3 Results and discussion

3.1 Metal/MoS2 interfaces

Table S1 and Fig. S2–S4 of the ESI provide the full computational results for the metal/MoS2 heterostructures. As discussed in previous literature studying the metal/MoS2 interface, variation in the interface properties can be observed depending on the metal species in contact with the MoS2. A contributing factor to this is the type of bonding between the two materials, spanning a spectrum between covalent and van der Waals bonding. The interaction of each metal with MoS2 falls somewhere on this spectrum, which in turn will inform its interface characteristics.
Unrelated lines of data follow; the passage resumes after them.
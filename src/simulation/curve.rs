//! Inverse SOC curves: the voltage and current a healthy cell shows at a given
//! state of charge. Built from the same knees as the forward estimators, so a
//! noise-free sample maps back onto the SOC it was generated from.

use crate::aggregate::record::OperatingState;
use crate::estimation::soc::VoltageThresholds;
use crate::estimation::CellModel;

/// SOC → (voltage, current) mapping for synthetic readings.
#[derive(Debug, Clone, Copy)]
pub struct SocCurve {
    discharge: VoltageThresholds,
    charge: VoltageThresholds,
    max_charging_current: f64,
    discharge_current: f64,
}

impl SocCurve {
    /// `discharge_current` is the constant (negative) load current drawn
    /// while discharging.
    #[must_use]
    pub fn new(model: &CellModel, discharge_current: f64) -> Self {
        Self {
            discharge: *model.discharge.thresholds(),
            charge: *model.charge.thresholds(),
            max_charging_current: model.charge.max_charging_current(),
            discharge_current,
        }
    }

    /// Terminal voltage at `soc` (fraction, clamped to 0.0..=1.0).
    #[must_use]
    pub fn voltage(&self, soc: f64, state: OperatingState) -> f64 {
        let soc = soc.clamp(0.0, 1.0);

        if state.is_charging() {
            let t = &self.charge;
            if soc >= 0.80 {
                t.max()
            } else if soc >= 0.15 {
                t.mid_high() + (soc - 0.15) / 0.65 * (t.max() - t.mid_high())
            } else if soc >= 0.05 {
                t.mid_low() + (soc - 0.05) / 0.10 * (t.mid_high() - t.mid_low())
            } else {
                t.min() + soc / 0.05 * (t.mid_low() - t.min())
            }
        } else {
            let t = &self.discharge;
            if soc >= 0.90 {
                t.mid_high() + (soc - 0.90) / 0.10 * (t.max() - t.mid_high())
            } else if soc >= 0.10 {
                t.mid_low() + (soc - 0.10) / 0.80 * (t.mid_high() - t.mid_low())
            } else {
                t.min() + soc / 0.10 * (t.mid_low() - t.min())
            }
        }
    }

    /// Cell current at `soc`; positive while charging.
    ///
    /// Charging holds the constant-charge current up to 80% and then tapers
    /// linearly to zero at full charge.
    #[must_use]
    pub fn current(&self, soc: f64, state: OperatingState) -> f64 {
        let soc = soc.clamp(0.0, 1.0);

        match state {
            OperatingState::Charging | OperatingState::FastCharging => {
                if soc > 0.80 {
                    self.max_charging_current * (1.0 - (soc - 0.80) / 0.20)
                } else {
                    self.max_charging_current
                }
            }
            OperatingState::Discharging | OperatingState::FastDischarging => self.discharge_current,
            OperatingState::Idle => 0.0,
        }
    }
}
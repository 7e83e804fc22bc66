//! Shared state for the HTTP handlers.
//!
//! ## Usage
//!
//! ```ignore
//! let state = AppState::new(ControlApi::from_settings(&settings));
//! let app = routes::router(state);
//! ```

use std::sync::Arc;

use consumption_core::ControlApi;

/// State handed to every handler. Clones share one [`ControlApi`].
#[derive(Clone)]
pub struct AppState {
    api: Arc<ControlApi>,
}

impl AppState {
    pub fn new(api: ControlApi) -> Self {
        Self { api: Arc::new(api) }
    }

    pub fn api(&self) -> &ControlApi {
        &self.api
    }
}
//! HTML fragments for the log viewer's refresh requests.

use std::fmt::Write;

use consumption_core::LogView;

/// Shown in place of the log when a validated file cannot be read.
pub const UNAVAILABLE_MESSAGE: &str = "Log file not found or invalid.";

/// Render `view` as one `<div class="log-<severity>">` per entry.
pub fn log_fragment(view: &LogView) -> String {
    let mut html = String::new();
    for entry in &view.entries {
        let _ = writeln!(
            html,
            "<div class=\"log-{}\">{}</div>",
            entry.severity.as_str(),
            escape_html(entry.text.trim())
        );
    }
    html
}

pub fn unavailable_fragment() -> String {
    format!("<div class=\"text-danger\">{UNAVAILABLE_MESSAGE}</div>\n")
}

/// Escape the five HTML-significant characters.
pub fn escape_html(text: &str) -> String {
    let mut out = String::with_capacity(text.len());
    for c in text.chars() {
        match c {
            '&' => out.push_str("&amp;"),
            '<' => out.push_str("&lt;"),
            '>' => out.push_str("&gt;"),
            '"' => out.push_str("&quot;"),
            '\'' => out.push_str("&#039;"),
            _ => out.push(c),
        }
    }
    out
}
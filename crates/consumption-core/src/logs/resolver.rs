//! Resolution of caller-supplied log names to files in the log directory.

use std::path::{Path, PathBuf};

use super::LogCatalog;
use crate::error::{ControlError, ControlResult};

/// Resolves requested log names against the catalog and the confined
/// log directory.
#[derive(Debug, Clone)]
pub struct PathResolver {
    log_dir: PathBuf,
    catalog: LogCatalog,
}

impl PathResolver {
    pub fn new(log_dir: impl Into<PathBuf>, catalog: LogCatalog) -> Self {
        Self {
            log_dir: log_dir.into(),
            catalog,
        }
    }

    pub fn log_dir(&self) -> &Path {
        &self.log_dir
    }

    pub fn catalog(&self) -> &LogCatalog {
        &self.catalog
    }

    /// Resolve a free-form log name to the canonical path of its file.
    ///
    /// Any directory component in `requested` is discarded before lookup.
    /// The result is a direct child of the canonical log directory whose
    /// name is on the allow-list. Every failure is reported as
    /// [`ControlError::InvalidLogIdentifier`].
    pub fn resolve(&self, requested: &str) -> ControlResult<PathBuf> {
        let base = Path::new(requested)
            .file_name()
            .and_then(|n| n.to_str())
            .ok_or_else(|| reject(requested, "no file name"))?;

        let source = self
            .catalog
            .find(base)
            .ok_or_else(|| reject(requested, "not catalogued"))?;

        let root = self
            .log_dir
            .canonicalize()
            .map_err(|_| reject(requested, "log directory missing"))?;

        let resolved = self
            .log_dir
            .join(&source.file)
            .canonicalize()
            .map_err(|_| reject(requested, "file missing"))?;

        if resolved.parent() != Some(root.as_path()) {
            return Err(reject(requested, "outside log directory"));
        }

        let resolved_name = resolved
            .file_name()
            .and_then(|n| n.to_str())
            .unwrap_or_default();
        if !self.catalog.allows_file(resolved_name) {
            return Err(reject(requested, "resolved name not allowed"));
        }

        if !resolved.is_file() {
            return Err(reject(requested, "not a regular file"));
        }

        Ok(resolved)
    }
}

fn reject(requested: &str, reason: &str) -> ControlError {
    tracing::debug!(requested = %requested, reason, "Rejected log request");
    ControlError::InvalidLogIdentifier
}
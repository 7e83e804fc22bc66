//! Consumption Prediction Control Core
//!
//! Log access, configuration and job/service control for the consumption
//! prediction plugin.
//!
//! ## Overview
//!
//! The plugin runs a set of Python daemons and batch jobs next to InfluxDB,
//! Grafana and an MQTT broker. This crate is the operator-facing side of it:
//! it shows the plugin's logs, edits its settings, restarts the daemons that
//! read them and kicks off training or prediction runs.
//!
//! ## Core Principles
//!
//! - **Confined**: only catalogued log files inside one directory are readable
//! - **Fire-and-forget**: jobs are spawned and never awaited on the request path
//! - **Atomic**: configuration and manifest writes never leave a partial file
//!
//! ## Quick Start
//!
//! ```ignore
//! use consumption_core::{ControlApi, ControlSettings};
//!
//! #[tokio::main]
//! async fn main() -> Result<(), Box<dyn std::error::Error>> {
//!     let api = ControlApi::from_settings(&ControlSettings::default().with_env());
//!
//!     for entry in api.log_view(Some("train_model")).await?.entries {
//!         println!("{:>7} {}", entry.severity, entry.text);
//!     }
//!
//!     let ack = api.trigger_job("predict")?;
//!     println!("{}", ack.message);
//!
//!     Ok(())
//! }
//! ```

pub mod api;
pub mod config;
pub mod error;
pub mod jobs;
pub mod logs;
pub mod manifest;
pub mod service;
pub mod settings;
pub mod status;

// Re-exports
pub use api::{Applied, ControlApi};
pub use config::{ConfigStore, Configuration, SaveOutcome, SettingValue};
pub use error::{ControlError, ControlResult};
pub use jobs::{JobAck, JobLauncher, JobObserver, JobSpec, JobTable, LogObserver};
pub use logs::{
    LogCatalog, LogEntry, LogReader, LogSource, LogView, MarkerLayer, PathResolver, Severity,
    DEFAULT_LOG, MAX_ENTRIES,
};
pub use manifest::ManifestStore;
pub use service::{ComposeController, ServiceController};
pub use settings::{ControlSettings, HealthEndpoint, DATA_DIR_ENV};
pub use status::{ServiceHealth, StatusProbe, StatusReport};
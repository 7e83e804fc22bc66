//! Classified log lines.

use std::fmt;

use serde::{Deserialize, Serialize};

/// Severity derived from the markers embedded in a log line.
#[derive(Debug, Clone, Copy, PartialEq, Eq, Hash, Serialize, Deserialize)]
#[serde(rename_all = "lowercase")]
pub enum Severity {
    Info,
    Warning,
    Error,
}

impl Severity {
    /// Classify a line by its `[error]` / `[warning]` markers (any case).
    ///
    /// `[error]` takes precedence when both are present.
    pub fn classify(line: &str) -> Self {
        let lower = line.to_ascii_lowercase();
        if lower.contains("[error]") {
            Severity::Error
        } else if lower.contains("[warning]") {
            Severity::Warning
        } else {
            Severity::Info
        }
    }

    /// Marker written for this severity, if any.
    pub fn marker(&self) -> Option<&'static str> {
        match self {
            Severity::Info => None,
            Severity::Warning => Some("[warning]"),
            Severity::Error => Some("[error]"),
        }
    }

    pub fn as_str(&self) -> &'static str {
        match self {
            Severity::Info => "info",
            Severity::Warning => "warning",
            Severity::Error => "error",
        }
    }
}

impl fmt::Display for Severity {
    fn fmt(&self, f: &mut fmt::Formatter<'_>) -> fmt::Result {
        f.pad(self.as_str())
    }
}

/// A single line of a log file with its derived severity.
#[derive(Debug, Clone, PartialEq, Eq, Serialize, Deserialize)]
pub struct LogEntry {
    pub text: String,
    pub severity: Severity,
}

impl LogEntry {
    pub fn new(text: impl Into<String>) -> Self {
        let text = text.into();
        let severity = Severity::classify(&text);
        Self { text, severity }
    }
}

/// The most recent lines of one log, newest first.
#[derive(Debug, Clone, Serialize, Deserialize)]
pub struct LogView {
    /// Identifier the view was read for
    pub log: String,

    /// Entries, newest first
    pub entries: Vec<LogEntry>,

    /// Non-blank lines in the file at read time
    pub total_lines: usize,
}

impl LogView {
    /// Whether older lines were dropped by the entry cap.
    pub fn is_truncated(&self) -> bool {
        self.total_lines > self.entries.len()
    }

    pub fn len(&self) -> usize {
        self.entries.len()
    }

    pub fn is_empty(&self) -> bool {
        self.entries.is_empty()
    }
}
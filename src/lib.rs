//! Consumption Prediction Control Server
//!
//! HTTP boundary over [`consumption_core::ControlApi`]. The binary in
//! `main.rs` only parses flags, sets up logging and serves [`router`].

pub mod context;
pub mod render;
pub mod routes;

pub use context::AppState;
pub use routes::router;
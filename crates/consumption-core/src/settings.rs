//! Control-surface settings: where the plugin keeps its files and which
//! external services it talks to.
//!
//! These are the settings of the control surface itself, not the plugin
//! configuration edited by operators (see [`crate::config`]).

use std::path::{Path, PathBuf};
use std::time::Duration;

use serde::{Deserialize, Serialize};

/// Plugin data directory on a LoxBerry installation
pub const DEFAULT_DATA_DIR: &str = "/opt/loxberry/data/plugins/consumption_prediction";

/// Plugin script directory on a LoxBerry installation
pub const DEFAULT_BIN_DIR: &str = "/opt/loxberry/bin/plugins/consumption_prediction";

/// Environment variable that rebases every data path
pub const DATA_DIR_ENV: &str = "CONSUMPTION_DATA_DIR";

/// Per-user settings file, read when no explicit file is given.
pub fn default_config_file() -> Option<PathBuf> {
    dirs::config_dir().map(|dir| dir.join("consumption-ctl").join("control.json"))
}

/// An HTTP health endpoint of a dependent service.
#[derive(Debug, Clone, PartialEq, Eq, Serialize, Deserialize)]
pub struct HealthEndpoint {
    pub name: String,
    pub url: String,
}

impl HealthEndpoint {
    pub fn new(name: impl Into<String>, url: impl Into<String>) -> Self {
        Self {
            name: name.into(),
            url: url.into(),
        }
    }
}

/// Paths and collaborators used by the control surface.
#[derive(Debug, Clone, Serialize, Deserialize)]
#[serde(default)]
pub struct ControlSettings {
    /// Confined directory holding every viewable log
    pub log_dir: PathBuf,

    /// Persisted plugin configuration (JSON)
    pub settings_file: PathBuf,

    /// Database file whose presence is reported by the status check
    pub database_file: PathBuf,

    /// Directory holding the job scripts
    pub bin_dir: PathBuf,

    /// Interpreter used to run job scripts
    pub interpreter: PathBuf,

    /// Service-composition manifest handed to `docker compose -f`
    pub manifest_file: PathBuf,

    /// Container-manager executable
    pub compose_program: PathBuf,

    /// Service restarted after configuration changes
    pub dependent_service: String,

    /// Upper bound for a single restart command
    pub restart_timeout_secs: u64,

    /// Upper bound for a single health probe
    pub probe_timeout_secs: u64,

    /// Health endpoints reported by the status check
    pub health_endpoints: Vec<HealthEndpoint>,

    /// HTTP bind address for the server
    pub bind: String,
}

impl Default for ControlSettings {
    fn default() -> Self {
        let mut settings = Self {
            log_dir: PathBuf::new(),
            settings_file: PathBuf::new(),
            database_file: PathBuf::new(),
            bin_dir: PathBuf::from(DEFAULT_BIN_DIR),
            interpreter: PathBuf::from("/usr/bin/python3"),
            manifest_file: PathBuf::new(),
            compose_program: PathBuf::from("docker"),
            dependent_service: "mqtt_daemon".to_string(),
            restart_timeout_secs: 60,
            probe_timeout_secs: 2,
            health_endpoints: vec![
                HealthEndpoint::new("influxdb", "http://localhost:8086/health"),
                HealthEndpoint::new("grafana", "http://localhost:3000/api/health"),
            ],
            bind: "127.0.0.1:8787".to_string(),
        };
        settings.rebase(DEFAULT_DATA_DIR);
        settings
    }
}

impl ControlSettings {
    /// Defaults, overlaid by a settings file, then by the environment.
    ///
    /// An explicit `config` must exist. Without one, the per-user file from
    /// [`default_config_file`] is read when present.
    pub fn load(config: Option<&Path>) -> std::io::Result<Self> {
        let settings = match config {
            Some(path) => Self::from_file(path)?,
            None => match default_config_file() {
                Some(path) if path.is_file() => Self::from_file(path)?,
                _ => Self::default(),
            },
        };
        Ok(settings.with_env())
    }

    /// Load settings from a JSON file; missing fields take their defaults.
    pub fn from_file(path: impl AsRef<Path>) -> std::io::Result<Self> {
        let content = std::fs::read_to_string(path)?;
        serde_json::from_str(&content)
            .map_err(|e| std::io::Error::new(std::io::ErrorKind::InvalidData, e))
    }

    /// Apply the data-directory environment override, if set.
    pub fn with_env(mut self) -> Self {
        if let Ok(dir) = std::env::var(DATA_DIR_ENV) {
            if !dir.is_empty() {
                self.rebase(dir);
            }
        }
        self
    }

    /// Move every data path under `data_dir`, keeping file names.
    pub fn with_data_dir(mut self, data_dir: impl AsRef<Path>) -> Self {
        self.rebase(data_dir);
        self
    }

    fn rebase(&mut self, data_dir: impl AsRef<Path>) {
        let data_dir = data_dir.as_ref();
        self.log_dir = data_dir.to_path_buf();
        self.settings_file = data_dir.join("settings.json");
        self.database_file = data_dir.join("energy_data.sqlite");
        self.manifest_file = data_dir.join("docker-compose.yml");
    }

    pub fn restart_timeout(&self) -> Duration {
        Duration::from_secs(self.restart_timeout_secs)
    }

    pub fn probe_timeout(&self) -> Duration {
        Duration::from_secs(self.probe_timeout_secs)
    }
}
//! Plain-text appender for the control server's own log file.
//!
//! Lines use the same shape as the plugin's job scripts so the control log
//! can be viewed and classified like any other log:
//!
//! ```text
//! [2026-01-21 14:30:45.123] Settings saved
//! [2026-01-21 14:30:47.941] [warning] Service restart failed service=mqtt_daemon
//! ```

use std::fs::{self, File, OpenOptions};
use std::io::{BufWriter, Write};
use std::path::{Path, PathBuf};

use parking_lot::Mutex;

use super::entry::Severity;

/// Appends marker-tagged lines to one log file.
pub struct LogFileWriter {
    /// Buffered file writer
    writer: Mutex<BufWriter<File>>,

    /// Path to the log file
    path: PathBuf,
}

impl LogFileWriter {
    /// Open `log_dir/file_name` for appending, creating the directory if needed.
    pub fn new(log_dir: impl AsRef<Path>, file_name: &str) -> std::io::Result<Self> {
        let log_dir = log_dir.as_ref();
        fs::create_dir_all(log_dir)?;

        let path = log_dir.join(file_name);
        let file = OpenOptions::new().create(true).append(true).open(&path)?;

        Ok(Self {
            writer: Mutex::new(BufWriter::new(file)),
            path,
        })
    }

    pub fn path(&self) -> &Path {
        &self.path
    }

    /// Append one line. Newlines inside `message` are folded into spaces so
    /// one event never spans several lines.
    pub fn write_line(&self, tag: Option<&str>, message: &str) -> std::io::Result<()> {
        let ts = chrono::Local::now().format("%Y-%m-%d %H:%M:%S%.3f");
        let message = message.replace(['\n', '\r'], " ");

        let mut writer = self.writer.lock();
        match tag {
            Some(tag) => writeln!(writer, "[{}] {} {}", ts, tag, message)?,
            None => writeln!(writer, "[{}] {}", ts, message)?,
        }
        writer.flush()
    }

    /// Append a line tagged with the marker for `severity`.
    pub fn write(&self, severity: Severity, message: &str) -> std::io::Result<()> {
        self.write_line(severity.marker(), message)
    }

    pub fn flush(&self) -> std::io::Result<()> {
        self.writer.lock().flush()
    }
}

impl Drop for LogFileWriter {
    fn drop(&mut self) {
        let _ = self.flush();
    }
}
async fn handle_log_fragment(
    State(state): State<AppState>,
    Query(query): Query<LogQuery>,
) -> Response {
    match state.api().log_view(query.log.as_deref()).await {
        Ok(view) => Html(render::log_fragment(&view)).into_response(),
        Err(ControlError::InvalidLogIdentifier) => {
            (StatusCode::BAD_REQUEST, INVALID_LOG_MESSAGE).into_response()
        }
        Err(e) => {
            tracing::warn!(error = %e, "Serving unavailable log fragment");
            Html(render::unavailable_fragment()).into_response()
        }
    }
}

// ═══════════════════════════════════════════════════════════════════════════
// Settings and manifest
// ═══════════════════════════════════════════════════════════════════════════

async fn handle_read_settings(State(state): State<AppState>) -> Response {
    match state.api().config().await {
        Ok(config) => Json(config).into_response(),
        Err(ControlError::ConfigCorrupt(_)) => (
            StatusCode::INTERNAL_SERVER_ERROR,
            "Settings file is corrupt.",
        )
            .into_response(),
        Err(e) => {
            tracing::error!(error = %e, "Settings could not be read");
            (
                StatusCode::INTERNAL_SERVER_ERROR,
                "Settings could not be read.",
            )
                .into_response()
        }
    }
}

async fn handle_save_settings(
    State(state): State<AppState>,
    payload: Result<Json<BTreeMap<String, SettingValue>>, JsonRejection>,
) -> Json<ChangeBody> {
    let Json(updates) = match payload {
        Ok(updates) => updates,
        Err(e) => {
            tracing::warn!(error = %e, "Rejected settings payload");
            return Json(ChangeBody::failed("Settings could not be parsed."));
        }
    };

    match state.api().save_config(updates.into_iter().collect()).await {
        Ok(applied) => {
            let mut body = ChangeBody::applied(&applied, "Settings saved successfully.");
            body.config = Some(applied.value.config);
            body.ignored = applied.value.ignored;
            Json(body)
        }
        Err(ControlError::ConfigCorrupt(_)) => Json(ChangeBody::failed(
            "Settings file is corrupt; nothing was saved.",
        )),
        Err(e) => {
            tracing::error!(error = %e, "Settings could not be saved");
            Json(ChangeBody::failed("Settings could not be saved."))
        }
    }
}

async fn handle_read_manifest(State(state): State<AppState>) -> Response {
    match state.api().manifest().await {
        Ok(text) => ([(header::CONTENT_TYPE, "text/plain; charset=utf-8")], text).into_response(),
        Err(_) => (StatusCode::NOT_FOUND, "Manifest not found.").into_response(),
    }
}

async fn handle_replace_manifest(State(state): State<AppState>, body: String) -> Json<ChangeBody> {
    match state.api().replace_manifest(body).await {
        Ok(applied) => Json(ChangeBody::applied(&applied, "Manifest saved successfully.")),
        Err(e) => {
            tracing::error!(error = %e, "Manifest could not be replaced");
            Json(ChangeBody::failed("Manifest could not be saved."))
        }
    }
}

// ═══════════════════════════════════════════════════════════════════════════
// Jobs
// ═══════════════════════════════════════════════════════════════════════════

async fn handle_trigger_job(
    State(state): State<AppState>,
    Query(query): Query<JobQuery>,
) -> Response {
    let job = match query.job.as_deref() {
        Some(job) if !job.is_empty() => job,
        _ => return (StatusCode::BAD_REQUEST, NO_JOB_MESSAGE).into_response(),
    };

    match state.api().trigger_job(job) {
        Ok(ack) => ack.message.into_response(),
        Err(ControlError::UnknownJob(_)) => {
            (StatusCode::BAD_REQUEST, INVALID_JOB_MESSAGE).into_response()
        }
        Err(e) => {
            tracing::error!(job = %job, error = %e, "Job trigger failed");
            (
                StatusCode::INTERNAL_SERVER_ERROR,
                "Job could not be started.",
            )
                .into_response()
        }
    }
}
A simple metric with which to draw this spectrum is the average z distance between the metal and the MoS2. As van der Waals forces are fairly weak in nature, a large Δ[z with combining macron]S–metal spacing will be observed if this interaction dominates. By contrast, covalent binding is very strong, and will act to pull the two materials together, leading to a small Δ[z with combining macron]S–metal. Within each interaction class, the particular atomic radii will also contribute to the interlayer spacing (i.e. Mo < W and Cu < Ag < Au).

An extension of the Δ[z with combining macron]S–metal distance metric is its standard deviation, σS–metal. Weak van der Waals (vdW) forces will not easily distort the MoS2 (or metal surface), so σS–metal should be fairly small. On the other hand, covalent bonds can distort the structures of both the metal and MoS2 at the interface to optimise the orbital overlap, leading to a large σS–metal. The trend of large-Δz/small-σ and small-Δz/large-σ can be seen in the upper left plot in Fig. 2(a), which correlates the two metrics. Using a combination of these geometric results and the projected DOS results in the ESI, we group the metals into three categories to describe their binding to MoS2: covalent (molybdenum, tungsten, yttrium), intermediate (copper, silver, ruthenium, platinum), and vdW (gold, antimony, bismuth). These groupings align well with the results reported by Kang et al.,18 who identified molybdenum and tungsten as type 3 (strong bonding), palladium (a platinum-group metal) as type 2 (intermediate), and gold as type 1 (weak bonding).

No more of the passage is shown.